Man, I can never post photos from Flickr. Either I'm doing something horribly wrong, or Flickr is stupid.


----------



## 31drew31 (Nov 14, 2010)

Flickr is funny, you have to click on the right down arrow, and copy/paste the BBcode

Here ya go:


224601_10150165834354087_525999086_6877993_8319881_n


230979_10150165834854087_525999086_6878003_2862983_n(2)


----------



## Wallace Grover (Dec 6, 2009)

I have a little 5 gallon I am currently using as a growout for plants, but once I get those out of the way I might try something like this!!


----------



## JimO (May 14, 2010)

Crabitat? That is hysterical LMAO! I might have to get a couple of crabs just so I can tell people that I have a crabitat.


----------



## Woodsman (Jan 3, 2008)

And if it doesn't come out looking good, you can say you have a crapitat!

Richard.



JimO said:


> Crabitat? That is hysterical LMAO! I might have to get a couple of crabs just so I can tell people that I have a crabitat.


----------



## Wallace Grover (Dec 6, 2009)

Woodsman said:


> And if it doesn't come out looking good, you can say you have a crapitat!
> 
> Richard.


*insert witty remark about compost piles as they relate to crap here*


----------



## JimO (May 14, 2010)

You could keep it simple and just put a concrete block in the tank and call it a Slabitat. HA!


Woodsman said:


> And if it doesn't come out looking good, you can say you have a crapitat!
> 
> Richard.


----------



## jebbewocky (Apr 24, 2011)

So...does anyone have any tips/suggested tools for carving Great Stuff?
And any tips on applying silicone to it evenly?


----------



## jebbewocky (Apr 24, 2011)

I have a dremel tool. I'm good for cutting.
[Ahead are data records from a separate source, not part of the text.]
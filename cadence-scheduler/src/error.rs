//! Scheduler error types

use cadence_core::artifact::ArtifactError;
use cadence_core::bus::BusError;
use cadence_core::domain::job::JobStatus;
use cadence_core::store::StoreError;
use thiserror::Error;
use uuid::Uuid;

/// Result type alias for scheduler operations
pub type Result<T> = std::result::Result<T, SchedulerError>;

/// Errors surfaced by scheduler operations
#[derive(Debug, Error)]
pub enum SchedulerError {
    /// No job with this id
    #[error("job not found: {0}")]
    NotFound(Uuid),

    /// The operation is not allowed from the job's current status
    #[error("cannot {operation} job {job_id} in status {status}")]
    InvalidTransition {
        job_id: Uuid,
        status: JobStatus,
        operation: &'static str,
    },

    /// The request itself is malformed
    #[error("invalid request: {0}")]
    InvalidRequest(String),

    /// The job kept changing underneath the operation
    #[error("concurrent modification of job {0}")]
    Conflict(Uuid),

    #[error(transparent)]
    Store(StoreError),

    #[error(transparent)]
    Bus(#[from] BusError),

    #[error(transparent)]
    Artifact(#[from] ArtifactError),
}

impl SchedulerError {
    pub fn invalid_transition(job_id: Uuid, status: JobStatus, operation: &'static str) -> Self {
        Self::InvalidTransition {
            job_id,
            status,
            operation,
        }
    }

    pub fn is_not_found(&self) -> bool {
        matches!(self, Self::NotFound(_))
    }

    pub fn is_invalid_transition(&self) -> bool {
        matches!(self, Self::InvalidTransition { .. })
    }
}

impl From<StoreError> for SchedulerError {
    fn from(err: StoreError) -> Self {
        match err {
            StoreError::NotFound(id) => SchedulerError::NotFound(id),
            StoreError::VersionConflict { job_id, .. } => SchedulerError::Conflict(job_id),
            other => SchedulerError::Store(other),
        }
    }
}
//! Job Service
//!
//! Lifecycle operations on jobs. Every operation re-fetches the job, checks
//! the transition is allowed from its current status and saves it
//! conditionally, retrying a bounded number of times on conflict.

use cadence_core::artifact::{ArtifactError, ArtifactStore};
use cadence_core::domain::execution::ExecutionRecord;
use cadence_core::domain::job::{Job, JobStatus, JobType, Recurrence};
use cadence_core::dto::job::CreateJob;
use cadence_core::store::{ExecutionStore, JobStore};
use chrono::{DateTime, Utc};
use std::sync::Arc;
use tracing::{debug, info};
use uuid::Uuid;

use crate::error::{Result, SchedulerError};
use crate::scheduler::dispatcher::{DispatchOutcome, Dispatcher};

const MAX_UPDATE_ATTEMPTS: u32 = 3;

pub struct JobService {
    jobs: Arc<dyn JobStore>,
    executions: Arc<dyn ExecutionStore>,
    artifacts: Arc<dyn ArtifactStore>,
    dispatcher: Arc<Dispatcher>,
}

impl JobService {
    pub fn new(
        jobs: Arc<dyn JobStore>,
        executions: Arc<dyn ExecutionStore>,
        artifacts: Arc<dyn ArtifactStore>,
        dispatcher: Arc<Dispatcher>,
    ) -> Self {
        Self {
            jobs,
            executions,
            artifacts,
            dispatcher,
        }
    }

    // =========================================================================
    // Lifecycle
    // =========================================================================

    /// Validates and stores a new job
    ///
    /// IMMEDIATE jobs are dispatched before this returns.
    pub async fn create_job(&self, req: CreateJob, now: DateTime<Utc>) -> Result<Job> {
        if req.name.trim().is_empty() {
            return Err(SchedulerError::InvalidRequest("job name is empty".into()));
        }
        if req.artifact.trim().is_empty() {
            return Err(SchedulerError::InvalidRequest("artifact name is empty".into()));
        }
        let max_executions = u32::try_from(req.max_executions).map_err(|_| {
            SchedulerError::InvalidRequest(format!(
                "max executions must be between 0 and {}, got {}",
                u32::MAX,
                req.max_executions
            ))
        })?;

        // Verify artifact exists
        match self.artifacts.exists(&req.artifact).await {
            Ok(true) => {}
            Ok(false) | Err(ArtifactError::InvalidName(_)) => {
                return Err(SchedulerError::InvalidRequest(format!(
                    "artifact not found: {}",
                    req.artifact
                )));
            }
            Err(e) => return Err(e.into()),
        }

        let (status, scheduled_at) = match req.job_type {
            JobType::Immediate => (JobStatus::Scheduled, Some(now)),
            JobType::Scheduled => match req.scheduled_at {
                Some(at) => (JobStatus::Scheduled, Some(at)),
                None => (JobStatus::Pending, None),
            },
            JobType::Recurring => {
                if req.recurrence == Recurrence::OneTime {
                    return Err(SchedulerError::InvalidRequest(
                        "recurring job needs a recurrence other than ONE_TIME".into(),
                    ));
                }
                (JobStatus::Scheduled, Some(req.scheduled_at.unwrap_or(now)))
            }
        };

        let job = Job {
            id: Uuid::new_v4(),
            name: req.name,
            description: req.description,
            artifact: req.artifact,
            job_type: req.job_type,
            status,
            previous_status: None,
            recurrence: req.recurrence,
            scheduled_at,
            next_run_at: scheduled_at,
            last_run_at: None,
            created_at: now,
            updated_at: now,
            priority: req.priority,
            execution_count: 0,
            max_executions,
            arguments: req.arguments,
            output: None,
            error: None,
            notification_delivery_status: None,
            last_notification_at: None,
            dispatch_id: None,
            version: 0,
        };

        let job = self.jobs.insert(job).await?;

        info!(
            job_id = %job.id,
            job_type = %job.job_type,
            status = %job.status,
            "Job created: {}", job.name
        );

        if job.job_type == JobType::Immediate {
            self.dispatcher.dispatch(job.clone(), now).await?;
            return self.get_job(job.id).await;
        }

        Ok(job)
    }

    /// Schedules a job at `at`, or now
    pub async fn schedule_job(
        &self,
        id: Uuid,
        at: Option<DateTime<Utc>>,
        now: DateTime<Utc>,
    ) -> Result<Job> {
        let at = at.unwrap_or(now);

        let job = self
            .update(id, "schedule", |mut job| {
                if job.is_in_flight() {
                    return Err(SchedulerError::invalid_transition(
                        job.id, job.status, "schedule",
                    ));
                }
                job.status = JobStatus::Scheduled;
                job.previous_status = None;
                job.scheduled_at = Some(at);
                job.next_run_at = Some(at);
                job.dispatch_id = None;
                job.updated_at = now;
                Ok(job)
            })
            .await?;

        info!(job_id = %id, "Job scheduled for {}", at);
        Ok(job)
    }

    /// Dispatches a job right away
    pub async fn execute_job(&self, id: Uuid, now: DateTime<Utc>) -> Result<Job> {
        let job = self.get_job(id).await?;

        if matches!(
            job.status,
            JobStatus::Running | JobStatus::Paused | JobStatus::Cancelled
        ) {
            return Err(SchedulerError::invalid_transition(
                id, job.status, "execute",
            ));
        }

        match self.dispatcher.dispatch(job, now).await? {
            DispatchOutcome::Dispatched(dispatch_id) => {
                info!(job_id = %id, dispatch_id = %dispatch_id, "Job execution requested");
            }
            DispatchOutcome::Failed => {
                info!(job_id = %id, "Job execution requested but could not be dispatched");
            }
            DispatchOutcome::Skipped => return Err(SchedulerError::Conflict(id)),
        }

        self.get_job(id).await
    }

    pub async fn pause_job(&self, id: Uuid, now: DateTime<Utc>) -> Result<Job> {
        let job = self
            .update(id, "pause", |mut job| {
                if !matches!(job.status, JobStatus::Running | JobStatus::Scheduled) {
                    return Err(SchedulerError::invalid_transition(
                        job.id, job.status, "pause",
                    ));
                }
                job.previous_status = Some(job.status);
                job.status = JobStatus::Paused;
                job.updated_at = now;
                Ok(job)
            })
            .await?;

        info!(job_id = %id, "Job paused");
        Ok(job)
    }

    /// Returns a paused job to the status it held before pausing
    pub async fn resume_job(&self, id: Uuid, now: DateTime<Utc>) -> Result<Job> {
        let job = self
            .update(id, "resume", |mut job| {
                if job.status != JobStatus::Paused {
                    return Err(SchedulerError::invalid_transition(
                        job.id, job.status, "resume",
                    ));
                }
                job.status = job.previous_status.take().unwrap_or(JobStatus::Scheduled);
                if job.status == JobStatus::Scheduled && job.next_run_at.is_none() {
                    job.next_run_at = Some(now);
                }
                job.updated_at = now;
                Ok(job)
            })
            .await?;

        info!(job_id = %id, status = %job.status, "Job resumed");
        Ok(job)
    }

    /// Cancels a job; an in-flight execution runs to completion
    pub async fn cancel_job(&self, id: Uuid, now: DateTime<Utc>) -> Result<Job> {
        let job = self
            .update(id, "cancel", |mut job| {
                if !matches!(
                    job.status,
                    JobStatus::Running | JobStatus::Scheduled | JobStatus::Paused
                ) {
                    return Err(SchedulerError::invalid_transition(
                        job.id, job.status, "cancel",
                    ));
                }
                job.status = JobStatus::Cancelled;
                job.previous_status = None;
                job.next_run_at = None;
                job.updated_at = now;
                Ok(job)
            })
            .await?;

        info!(job_id = %id, "Job cancelled");
        Ok(job)
    }

    /// Reschedules a finished job to run now
    pub async fn restart_job(&self, id: Uuid, now: DateTime<Utc>) -> Result<Job> {
        let job = self
            .update(id, "restart", |mut job| {
                if !job.status.is_terminal() {
                    return Err(SchedulerError::invalid_transition(
                        job.id, job.status, "restart",
                    ));
                }
                job.status = JobStatus::Scheduled;
                job.previous_status = None;
                job.next_run_at = Some(now);
                job.output = None;
                job.error = None;
                job.dispatch_id = None;
                job.updated_at = now;
                Ok(job)
            })
            .await?;

        info!(job_id = %id, "Job restarted");
        Ok(job)
    }

    /// Re-fetch, apply, conditional save; retried on conflict
    async fn update<F>(&self, id: Uuid, operation: &'static str, mut apply: F) -> Result<Job>
    where
        F: FnMut(Job) -> Result<Job> + Send,
    {
        for _ in 0..MAX_UPDATE_ATTEMPTS {
            let job = self.get_job(id).await?;
            let updated = apply(job)?;

            match self.jobs.save(updated).await {
                Ok(saved) => return Ok(saved),
                Err(e) if e.is_conflict() => {
                    debug!(job_id = %id, "Conflict on {}, retrying", operation);
                }
                Err(e) => return Err(e.into()),
            }
        }

        Err(SchedulerError::Conflict(id))
    }

    // =========================================================================
    // Queries
    // =========================================================================

    pub async fn get_job(&self, id: Uuid) -> Result<Job> {
        self.jobs
            .get(id)
            .await?
            .ok_or(SchedulerError::NotFound(id))
    }

    /// All jobs, newest first
    pub async fn list_jobs(&self) -> Result<Vec<Job>> {
        Ok(self.jobs.list().await?)
    }

    /// Deletes a job together with its execution history
    pub async fn delete_job(&self, id: Uuid) -> Result<()> {
        if !self.jobs.delete(id).await? {
            return Err(SchedulerError::NotFound(id));
        }
        let removed = self.executions.delete_for_job(id).await?;

        info!(job_id = %id, executions = removed, "Job deleted");
        Ok(())
    }

    /// Output of the job's last execution
    pub async fn job_output(&self, id: Uuid) -> Result<Option<String>> {
        Ok(self.get_job(id).await?.output)
    }

    /// Error of the job's last execution, if it failed
    pub async fn job_error(&self, id: Uuid) -> Result<Option<String>> {
        Ok(self.get_job(id).await?.error)
    }

    /// Execution history of a job, newest first
    pub async fn job_executions(&self, id: Uuid) -> Result<Vec<ExecutionRecord>> {
        self.get_job(id).await?;
        Ok(self.executions.list_for_job(id).await?)
    }

    pub async fn count_by_status(&self, status: JobStatus) -> Result<u64> {
        Ok(self.jobs.count_by_status(status).await?)
    }

    pub async fn list_artifacts(&self) -> Result<Vec<String>> {
        Ok(self.artifacts.list().await?)
    }
}
//! Job request DTOs

use chrono::{DateTime, Utc};
use serde::{Deserialize, Serialize};

use crate::domain::job::{JobType, Recurrence};

/// Request to create a job
#[derive(Debug, Clone, Serialize, Deserialize)]
pub struct CreateJob {
    pub name: String,
    #[serde(default)]
    pub description: Option<String>,
    pub artifact: String,
    #[serde(rename = "type")]
    pub job_type: JobType,
    #[serde(default = "default_recurrence")]
    pub recurrence: Recurrence,
    #[serde(default)]
    pub scheduled_at: Option<DateTime<Utc>>,
    #[serde(default)]
    pub priority: i32,
    /// 0 means unbounded; negative values are rejected
    #[serde(default)]
    pub max_executions: i64,
    #[serde(default)]
    pub arguments: Vec<String>,
}

fn default_recurrence() -> Recurrence {
    Recurrence::OneTime
}

impl CreateJob {
    pub fn new(name: impl Into<String>, artifact: impl Into<String>, job_type: JobType) -> Self {
        Self {
            name: name.into(),
            description: None,
            artifact: artifact.into(),
            job_type,
            recurrence: Recurrence::OneTime,
            scheduled_at: None,
            priority: 0,
            max_executions: 0,
            arguments: Vec::new(),
        }
    }

    pub fn with_recurrence(mut self, recurrence: Recurrence) -> Self {
        self.recurrence = recurrence;
        self
    }

    pub fn with_scheduled_at(mut self, at: DateTime<Utc>) -> Self {
        self.scheduled_at = Some(at);
        self
    }

    pub fn with_priority(mut self, priority: i32) -> Self {
        self.priority = priority;
        self
    }

    pub fn with_max_executions(mut self, max: i64) -> Self {
        self.max_executions = max;
        self
    }

    pub fn with_arguments(mut self, arguments: Vec<String>) -> Self {
        self.arguments = arguments;
        self
    }

    pub fn with_description(mut self, description: impl Into<String>) -> Self {
        self.description = Some(description.into());
        self
    }
}

#[cfg(test)]
mod tests {
    use super::*;

    #[test]
    fn test_minimal_request_defaults() {
        let req: CreateJob = serde_json::from_str(
            r#"{"name": "nightly", "artifact": "report.jar", "type": "SCHEDULED"}"#,
        )
        .unwrap();

        assert_eq!(req.job_type, JobType::Scheduled);
        assert_eq!(req.recurrence, Recurrence::OneTime);
        assert_eq!(req.max_executions, 0);
        assert!(req.scheduled_at.is_none());
        assert!(req.arguments.is_empty());
    }
}
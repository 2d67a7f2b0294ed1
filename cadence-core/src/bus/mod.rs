//! Message bus
//!
//! Topic based publish/subscribe between the scheduler and the worker pool.
//! Delivery is at-least-once from the consumer's point of view: consumers
//! must tolerate duplicates. Every subscriber of a topic receives every
//! message published to it after subscribing.
//!
//! [`InProcessBus`] fans messages out over unbounded tokio channels. A
//! topic with no live subscriber rejects publishes with
//! [`BusError::NoSubscribers`].

use async_trait::async_trait;
use chrono::{DateTime, Utc};
use serde::Serialize;
use serde::de::DeserializeOwned;
use serde_json::Value as JsonValue;
use std::collections::HashMap;
use thiserror::Error;
use tokio::sync::{Mutex, mpsc};
use tracing::debug;

/// Errors raised by the message bus
#[derive(Debug, Error)]
pub enum BusError {
    #[error("no subscribers for topic {0}")]
    NoSubscribers(String),

    #[error("message bus is closed")]
    Closed,

    #[error("failed to serialize message: {0}")]
    Serialization(String),
}

/// A message as delivered to subscribers
#[derive(Debug, Clone)]
pub struct Envelope {
    pub topic: String,
    pub key: String,
    pub payload: JsonValue,
    pub published_at: DateTime<Utc>,
}

impl Envelope {
    /// Decodes the payload into a typed message
    pub fn decode<T: DeserializeOwned>(&self) -> Result<T, BusError> {
        serde_json::from_value(self.payload.clone())
            .map_err(|e| BusError::Serialization(e.to_string()))
    }
}

/// Stream of messages for one topic
#[derive(Debug)]
pub struct Subscription {
    topic: String,
    receiver: mpsc::UnboundedReceiver<Envelope>,
}

impl Subscription {
    pub fn new(topic: impl Into<String>, receiver: mpsc::UnboundedReceiver<Envelope>) -> Self {
        Self {
            topic: topic.into(),
            receiver,
        }
    }

    pub fn topic(&self) -> &str {
        &self.topic
    }

    /// Next message, or `None` once the bus side is gone
    pub async fn recv(&mut self) -> Option<Envelope> {
        self.receiver.recv().await
    }

    /// Next already-queued message, without waiting
    pub fn try_recv(&mut self) -> Option<Envelope> {
        self.receiver.try_recv().ok()
    }

    /// Stops accepting new messages; queued ones can still be received
    pub fn close(&mut self) {
        self.receiver.close();
    }
}

/// Publish/subscribe transport
#[async_trait]
pub trait MessageBus: Send + Sync {
    /// Publishes `payload` under `key` on `topic`
    async fn publish(&self, topic: &str, key: &str, payload: JsonValue) -> Result<(), BusError>;

    /// Opens a subscription to `topic`
    async fn subscribe(&self, topic: &str) -> Result<Subscription, BusError>;
}

/// Serializes and publishes a typed message
pub async fn publish_message<T: Serialize + Sync>(
    bus: &dyn MessageBus,
    topic: &str,
    key: &str,
    message: &T,
) -> Result<(), BusError> {
    let payload =
        serde_json::to_value(message).map_err(|e| BusError::Serialization(e.to_string()))?;
    bus.publish(topic, key, payload).await
}

/// In-process bus over tokio channels
#[derive(Default)]
pub struct InProcessBus {
    state: Mutex<BusState>,
}

#[derive(Default)]
struct BusState {
    closed: bool,
    topics: HashMap<String, Vec<mpsc::UnboundedSender<Envelope>>>,
}

impl InProcessBus {
    pub fn new() -> Self {
        Self::default()
    }

    /// Drops every subscription and rejects further traffic
    pub async fn close(&self) {
        let mut state = self.state.lock().await;
        state.closed = true;
        state.topics.clear();
    }

    /// Number of live subscribers on `topic`
    pub async fn subscriber_count(&self, topic: &str) -> usize {
        let state = self.state.lock().await;
        state
            .topics
            .get(topic)
            .map(|senders| senders.iter().filter(|s| !s.is_closed()).count())
            .unwrap_or(0)
    }
}

#[async_trait]
impl MessageBus for InProcessBus {
    async fn publish(&self, topic: &str, key: &str, payload: JsonValue) -> Result<(), BusError> {
        let mut state = self.state.lock().await;
        if state.closed {
            return Err(BusError::Closed);
        }

        let senders = state.topics.entry(topic.to_string()).or_default();
        senders.retain(|s| !s.is_closed());

        let envelope = Envelope {
            topic: topic.to_string(),
            key: key.to_string(),
            payload,
            published_at: Utc::now(),
        };

        let mut delivered = 0;
        for sender in senders.iter() {
            if sender.send(envelope.clone()).is_ok() {
                delivered += 1;
            }
        }

        if delivered == 0 {
            return Err(BusError::NoSubscribers(topic.to_string()));
        }

        debug!(topic, key, delivered, "Published message");
        Ok(())
    }

    async fn subscribe(&self, topic: &str) -> Result<Subscription, BusError> {
        let mut state = self.state.lock().await;
        if state.closed {
            return Err(BusError::Closed);
        }

        let (sender, receiver) = mpsc::unbounded_channel();
        state
            .topics
            .entry(topic.to_string())
            .or_default()
            .push(sender);

        Ok(Subscription::new(topic, receiver))
    }
}
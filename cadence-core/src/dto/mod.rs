//! Data Transfer Objects
//!
//! This module contains the requests accepted by the scheduler and the
//! messages exchanged between the scheduler and the worker pool over the
//! message bus.

pub mod job;
pub mod message;
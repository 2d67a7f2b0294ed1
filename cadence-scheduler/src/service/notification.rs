//! Notification service
//!
//! Job status events are published on the `job-notifications` bus topic.
//! When that channel is unavailable the event is emitted synchronously to a
//! fallback [`NotificationSink`] and the delivery is reported as failed.
//! Delivery outcome never affects the job transition that produced it.

use cadence_core::bus::{MessageBus, Subscription, publish_message};
use cadence_core::domain::job::NotificationDeliveryStatus;
use cadence_core::domain::notification::{Notification, Severity};
use cadence_core::dto::message::JOB_NOTIFICATIONS_TOPIC;
use std::collections::VecDeque;
use std::sync::{Arc, Mutex, PoisonError};
use tokio::sync::watch;
use tracing::{debug, error, info, warn};

/// Number of notifications kept by [`BufferedNotificationSink`] by default
pub const DEFAULT_BUFFER_CAPACITY: usize = 100;

/// Fire-and-forget receiver of notifications
pub trait NotificationSink: Send + Sync {
    fn emit(&self, notification: &Notification);
}

/// Sink writing notifications to the log
#[derive(Debug, Default, Clone, Copy)]
pub struct LogNotificationSink;

impl NotificationSink for LogNotificationSink {
    fn emit(&self, n: &Notification) {
        match n.severity {
            Severity::Error => error!(job_id = %n.job_id, job = %n.job_name, "{}", n.message),
            Severity::Warning => warn!(job_id = %n.job_id, job = %n.job_name, "{}", n.message),
            Severity::Info | Severity::Success => {
                info!(job_id = %n.job_id, job = %n.job_name, "{}", n.message)
            }
        }
    }
}

/// Sink keeping the most recent notifications in memory
pub struct BufferedNotificationSink {
    capacity: usize,
    entries: Mutex<VecDeque<Notification>>,
}

impl BufferedNotificationSink {
    pub fn new(capacity: usize) -> Self {
        Self {
            capacity: capacity.max(1),
            entries: Mutex::new(VecDeque::new()),
        }
    }

    /// Buffered notifications, oldest first
    pub fn recent(&self) -> Vec<Notification> {
        let entries = self.entries.lock().unwrap_or_else(PoisonError::into_inner);
        entries.iter().cloned().collect()
    }

    pub fn clear(&self) {
        self.entries
            .lock()
            .unwrap_or_else(PoisonError::into_inner)
            .clear();
    }

    pub fn len(&self) -> usize {
        self.entries.lock().unwrap_or_else(PoisonError::into_inner).len()
    }

    pub fn is_empty(&self) -> bool {
        self.len() == 0
    }
}

impl Default for BufferedNotificationSink {
    fn default() -> Self {
        Self::new(DEFAULT_BUFFER_CAPACITY)
    }
}

impl NotificationSink for BufferedNotificationSink {
    fn emit(&self, notification: &Notification) {
        let mut entries = self.entries.lock().unwrap_or_else(PoisonError::into_inner);
        if entries.len() == self.capacity {
            entries.pop_front();
        }
        entries.push_back(notification.clone());
    }
}

/// Publishes notifications with a synchronous fallback
pub struct Notifier {
    bus: Arc<dyn MessageBus>,
    fallback: Arc<dyn NotificationSink>,
}

impl Notifier {
    pub fn new(bus: Arc<dyn MessageBus>, fallback: Arc<dyn NotificationSink>) -> Self {
        Self { bus, fallback }
    }

    /// Delivers `notification`, returning how the primary channel fared
    pub async fn notify(&self, notification: &Notification) -> NotificationDeliveryStatus {
        let key = notification.job_id.to_string();

        match publish_message(
            self.bus.as_ref(),
            JOB_NOTIFICATIONS_TOPIC,
            &key,
            notification,
        )
        .await
        {
            Ok(()) => {
                debug!(job_id = %notification.job_id, "Notification published");
                NotificationDeliveryStatus::Success
            }
            Err(e) => {
                warn!(
                    job_id = %notification.job_id,
                    "Notification channel unavailable, using fallback: {}", e
                );
                self.fallback.emit(notification);
                NotificationDeliveryStatus::Failed
            }
        }
    }
}

/// Forwards notifications from the bus to `sink` until shutdown
pub async fn forward_notifications(
    mut subscription: Subscription,
    sink: Arc<dyn NotificationSink>,
    mut shutdown: watch::Receiver<bool>,
) {
    loop {
        let envelope = tokio::select! {
            envelope = subscription.recv() => envelope,
            _ = shutdown.changed() => break,
        };

        let Some(envelope) = envelope else {
            break;
        };

        match envelope.decode::<Notification>() {
            Ok(notification) => sink.emit(&notification),
            Err(e) => warn!("Discarding malformed notification: {}", e),
        }
    }

    debug!("Notification forwarder stopped");
}
//! Repository layer
//!
//! Postgres implementations of the job and execution stores.

mod execution;
mod job;

pub use execution::PgExecutionStore;
pub use job::PgJobStore;
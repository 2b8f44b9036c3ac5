//! Application configuration options

use std::path::PathBuf;
use std::time::Duration;

use secrecy::SecretString;

use crate::authn::AuthOptions;
use crate::github::{GitHubOptions, SummaryOptions};
use crate::monitor::MonitorOptions;

/// Summaries are expensive to regenerate, so they live longer than the
/// raw-data cache.
pub const SUMMARY_CACHE_TTL: Duration = Duration::from_secs(30 * 60);

/// Main application options
#[derive(Debug, Clone, Default)]
pub struct AppOptions {
    /// Server configuration
    pub server: ServerOptions,

    /// Platform credentials for the health checker
    pub monitor: MonitorOptions,

    /// GitHub client configuration
    pub github: GitHubOptions,

    /// Summary generator configuration
    pub summary: SummaryOptions,

    /// Session verification configuration
    pub auth: AuthOptions,

    /// Optional JSON fixture to seed the store from
    pub fixture_path: Option<PathBuf>,
}

impl AppOptions {
    /// Build options from the process environment. Anything unset keeps
    /// its default; missing platform credentials are not an error, the
    /// affected probes report unknown instead.
    pub fn from_env() -> Self {
        let mut options = Self::default();

        if let Some(host) = env_opt("PORTAL_HOST") {
            options.server.host = host;
        }
        if let Some(port) = env_opt("PORTAL_PORT").and_then(|p| p.parse().ok()) {
            options.server.port = port;
        }

        options.monitor.railway.api_token = env_opt("RAILWAY_API_TOKEN").map(SecretString::from);
        options.monitor.vercel.api_token = env_opt("VERCEL_API_TOKEN").map(SecretString::from);
        options.github.token = env_opt("GITHUB_TOKEN").map(SecretString::from);
        options.summary.api_key = env_opt("ANTHROPIC_API_KEY").map(SecretString::from);

        if let Some(secret) = env_opt("PORTAL_SESSION_SECRET") {
            options.auth.session_secret = SecretString::from(secret);
        }

        options.fixture_path = env_opt("PORTAL_FIXTURE").map(PathBuf::from);

        options
    }
}

fn env_opt(name: &str) -> Option<String> {
    std::env::var(name).ok().filter(|v| !v.is_empty())
}

/// HTTP server options
#[derive(Debug, Clone)]
pub struct ServerOptions {
    /// Host to bind to
    pub host: String,

    /// Port to listen on
    pub port: u16,
}

impl Default for ServerOptions {
    fn default() -> Self {
        Self {
            host: "127.0.0.1".to_string(),
            port: 8080,
        }
    }
}
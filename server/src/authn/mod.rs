//! Session authentication

pub mod session;

pub use session::{AuthOptions, Session, SessionClaims};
Derp.


----------



## jebbewocky (Apr 24, 2011)

I checked on the little guy today, and...he didn't make it, so he'll never get to see the awesome setup I had planned.
I might re-purpose it into a dartfrog, or maybe a tarantula enclosure--he only made it a month and a half so I don't know if I'll try crabs again.


----------



## ryan10517 (Oct 23, 2010)

sorry for your loss


----------



## jebbewocky (Apr 24, 2011)

ryan10517 said:


> sorry for your loss


Thanks. 

I've decided I'm going to re-purpose this into an enclosure for my P.cambridgei.


----------



## varanoid (Jan 21, 2011)

jebbewocky said:


> Thanks.
> 
> I've decided I'm going to re-purpose this into an enclosure for my P.cambridgei.


Sorry your crab didn't make it. I love trinidad chevrons though. Spectacular spiders. Unfortunately my biggest trinidad molted into a mature male recently so it doesn't have much longer left. Glad to see that there are other tarantula enthusiasts here.


----------



## jebbewocky (Apr 24, 2011)

varanoid said:


> Sorry your crab didn't make it. I love trinidad chevrons though. Spectacular spiders. Unfortunately my biggest trinidad molted into a mature male recently so it doesn't have much longer left. Glad to see that there are other tarantula enthusiasts here.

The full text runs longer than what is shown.